---------- Dataset ----------

//! JSON Lines export of the per-frame render contract: one `Frame` per
//! line, the machine-readable feed for external animation loops.

use std::io::Write;

use epi_core::FrameSeries;

use crate::error::Result;

/// Serialize every frame of the series to `writer`, one JSON object per
/// line, in frame order. Returns the number of frames written.
pub fn write_jsonl<W: Write>(mut writer: W, series: &FrameSeries) -> Result<usize> {
    let mut written = 0;
    for i in 0..series.frame_count() {
        let Some(frame) = series.frame(i) else { break };
        serde_json::to_writer(&mut writer, &frame)?;
        writer.write_all(b"\n")?;
        written += 1;
    }
    tracing::debug!("serialized {written} frames");
    Ok(written)
}
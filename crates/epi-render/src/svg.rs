//! SVG rendering of per-frame epicycle geometry: nested circles, connecting
//! segments, and the traced curve on a dark background.

use std::fmt::Write as _;
use std::fs;
use std::path::Path;

use epi_core::{Frame, FrameSeries};

use crate::error::Result;

/// Cosmetic parameters for SVG output.
#[derive(Clone, Debug)]
pub struct SvgStyle {
    /// Canvas width and height in pixels.
    pub size: u32,
    pub background: String,
    pub trace_color: String,
    pub circle_color: String,
    pub line_color: String,
    pub trace_width: f64,
    pub circle_width: f64,
    pub line_width: f64,
}

impl Default for SvgStyle {
    fn default() -> Self {
        Self {
            size: 720,
            background: "#000000".to_string(),
            trace_color: "#f23d4f".to_string(),
            circle_color: "#3a62f2".to_string(),
            line_color: "#ffffff".to_string(),
            trace_width: 2.5,
            circle_width: 2.0,
            line_width: 1.75,
        }
    }
}

/// Render one frame as a standalone SVG document. `bounds` is the world
/// extent to fit, typically `FrameSeries::bounds()` so the viewport stays
/// fixed across the whole animation.
pub fn frame_svg(frame: &Frame, bounds: ([f64; 2], [f64; 2]), style: &SvgStyle) -> String {
    let ([min_x, min_y], [max_x, max_y]) = bounds;
    let width = (max_x - min_x).max(f64::MIN_POSITIVE);
    let height = (max_y - min_y).max(f64::MIN_POSITIVE);
    // Uniform scale preserving aspect ratio, centered on the canvas.
    let scale = style.size as f64 / width.max(height);
    let offset_x = (style.size as f64 - width * scale) / 2.0;
    let offset_y = (style.size as f64 - height * scale) / 2.0;
    let sx = |x: f64| offset_x + (x - min_x) * scale;
    // SVG y grows downward.
    let sy = |y: f64| style.size as f64 - (offset_y + (y - min_y) * scale);

    let mut svg = String::new();
    let _ = writeln!(
        svg,
        r#"<svg xmlns="http://www.w3.org/2000/svg" width="{0}" height="{0}" viewBox="0 0 {0} {0}">"#,
        style.size
    );
    let _ = writeln!(
        svg,
        r#"  <rect width="100%" height="100%" fill="{}"/>"#,
        style.background
    );

    for circle in &frame.circles {
        let _ = writeln!(
            svg,
            r#"  <circle cx="{:.3}" cy="{:.3}" r="{:.3}" fill="none" stroke="{}" stroke-width="{}" stroke-opacity="0.5"/>"#,
            sx(circle.center[0]),
            sy(circle.center[1]),
            circle.radius * scale,
            style.circle_color,
            style.circle_width,
        );
    }

    for segment in &frame.segments {
        let _ = writeln!(
            svg,
            r#"  <line x1="{:.3}" y1="{:.3}" x2="{:.3}" y2="{:.3}" stroke="{}" stroke-width="{}" stroke-opacity="0.35"/>"#,
            sx(segment.from[0]),
            sy(segment.from[1]),
            sx(segment.to[0]),
            sy(segment.to[1]),
            style.line_color,
            style.line_width,
        );
    }

    if frame.trace.len() > 1 {
        let points: Vec<String> = frame
            .trace
            .iter()
            .map(|p| format!("{:.3},{:.3}", sx(p[0]), sy(p[1])))
            .collect();
        let _ = writeln!(
            svg,
            r#"  <polyline points="{}" fill="none" stroke="{}" stroke-width="{}"/>"#,
            points.join(" "),
            style.trace_color,
            style.trace_width,
        );
    }

    svg.push_str("</svg>\n");
    svg
}

/// Write the whole animation as numbered SVG files (`frame_00000.svg` …)
/// into `dir`, creating it if needed. Returns the number of frames written.
pub fn write_frames(dir: &Path, series: &FrameSeries, style: &SvgStyle) -> Result<usize> {
    fs::create_dir_all(dir)?;
    let bounds = series.bounds();

    let mut written = 0;
    for i in 0..series.frame_count() {
        // frame() only yields None past frame_count, which the loop excludes.
        let Some(frame) = series.frame(i) else { break };
        let path = dir.join(format!("frame_{i:05}.svg"));
        fs::write(&path, frame_svg(&frame, bounds, style))?;
        written += 1;
    }

    tracing::debug!("wrote {written} SVG frames to {}", dir.display());
    Ok(written)
}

----------

- Task directions
The full listing above should be reproduced exactly.

- Answer
//! JSON Lines export of the per-frame render contract: one `Frame` per
//! line, the machine-readable feed for external animation loops.

use std::io::Write;

use epi_core::FrameSeries;

use crate::error::Result;

/// Serialize every frame of the series to `writer`, one JSON object per
/// line, in frame order. Returns the number of frames written.
pub fn write_jsonl<W: Write>(mut writer: W, series: &FrameSeries) -> Result<usize> {
    let mut written = 0;
    for i in 0..series.frame_count() {
        let Some(frame) = series.frame(i) else { break };
        serde_json::to_writer(&mut writer, &frame)?;
        writer.write_all(b"\n")?;
        written += 1;
    }
    tracing::debug!("serialized {written} frames");
    Ok(written)
}
filename crates/epi-render/src/svg.rs
//! SVG rendering of per-frame epicycle geometry: nested circles, connecting
//! segments, and the traced curve on a dark background.

use std::fmt::Write as _;
use std::fs;
use std::path::Path;

use epi_core::{Frame, FrameSeries};

use crate::error::Result;

/// Cosmetic parameters for SVG output.
#[derive(Clone, Debug)]
pub struct SvgStyle {
    /// Canvas width and height in pixels.
    pub size: u32,
    pub background: String,
    pub trace_color: String,
    pub circle_color: String,
    pub line_color: String,
    pub trace_width: f64,
    pub circle_width: f64,
    pub line_width: f64,
}

impl Default for SvgStyle {
    fn default() -> Self {
        Self {
            size: 720,
            background: "#000000".to_string(),
            trace_color: "#f23d4f".to_string(),
            circle_color: "#3a62f2".to_string(),
            line_color: "#ffffff".to_string(),
            trace_width: 2.5,
            circle_width: 2.0,
            line_width: 1.75,
        }
    }
}

/// Render one frame as a standalone SVG document. `bounds` is the world
/// extent to fit, typically `FrameSeries::bounds()` so the viewport stays
/// fixed across the whole animation.
pub fn frame_svg(frame: &Frame, bounds: ([f64; 2], [f64; 2]), style: &SvgStyle) -> String {
    let ([min_x, min_y], [max_x, max_y]) = bounds;
    let width = (max_x - min_x).max(f64::MIN_POSITIVE);
    let height = (max_y - min_y).max(f64::MIN_POSITIVE);
    // Uniform scale preserving aspect ratio, centered on the canvas.
    let scale = style.size as f64 / width.max(height);
    let offset_x = (style.size as f64 - width * scale) / 2.0;
    let offset_y = (style.size as f64 - height * scale) / 2.0;
    let sx = |x: f64| offset_x + (x - min_x) * scale;
    // SVG y grows downward.
    let sy = |y: f64| style.size as f64 - (offset_y + (y - min_y) * scale);

    let mut svg = String::new();
    let _ = writeln!(
        svg,
        r#"<svg xmlns="http://www.w3.org/2000/svg" width="{0}" height="{0}" viewBox="0 0 {0} {0}">"#,
        style.size
    );
    let _ = writeln!(
        svg,
        r#"  <rect width="100%" height="100%" fill="{}"/>"#,
        style.background
    );

    for circle in &frame.circles {
        let _ = writeln!(
            svg,
            r#"  <circle cx="{:.3}" cy="{:.3}" r="{:.3}" fill="none" stroke="{}" stroke-width="{}" stroke-opacity="0.5"/>"#,
            sx(circle.center[0]),
            sy(circle.center[1]),
            circle.radius * scale,
            style.circle_color,
            style.circle_width,
        );
    }

    for segment in &frame.segments {
        let _ = writeln!(
            svg,
            r#"  <line x1="{:.3}" y1="{:.3}" x2="{:.3}" y2="{:.3}" stroke="{}" stroke-width="{}" stroke-opacity="0.35"/>"#,
            sx(segment.from[0]),
            sy(segment.from[1]),
            sx(segment.to[0]),
            sy(segment.to[1]),
            style.line_color,
            style.line_width,
        );
    }

    if frame.trace.len() > 1 {
        let points: Vec<String> = frame
            .trace
            .iter()
            .map(|p| format!("{:.3},{:.3}", sx(p[0]), sy(p[1])))
            .collect();
        let _ = writeln!(
            svg,
            r#"  <polyline points="{}" fill="none" stroke="{}" stroke-width="{}"/>"#,
            points.join(" "),
            style.trace_color,
            style.trace_width,
        );
    }

    svg.push_str("</svg>\n");
    svg
}

/// Write the whole animation as numbered SVG files (`frame_00000.svg` …)
/// into `dir`, creating it if needed. Returns the number of frames written.
pub fn write_frames(dir: &Path, series: &FrameSeries, style: &SvgStyle) -> Result<usize> {
    fs::create_dir_all(dir)?;
    let bounds = series.bounds();

    let mut written = 0;
    for i in 0..series.frame_count() {
        // frame() only yields None past frame_count, which the loop excludes.
        let Some(frame) = series.frame(i) else { break };
        let path = dir.join(format!("frame_{i:05}.svg"));
        fs::write(&path, frame_svg(&frame, bounds, style))?;
        written += 1;
    }

    tracing::debug!("wrote {written} SVG frames to {}", dir.display());
    Ok(written)
}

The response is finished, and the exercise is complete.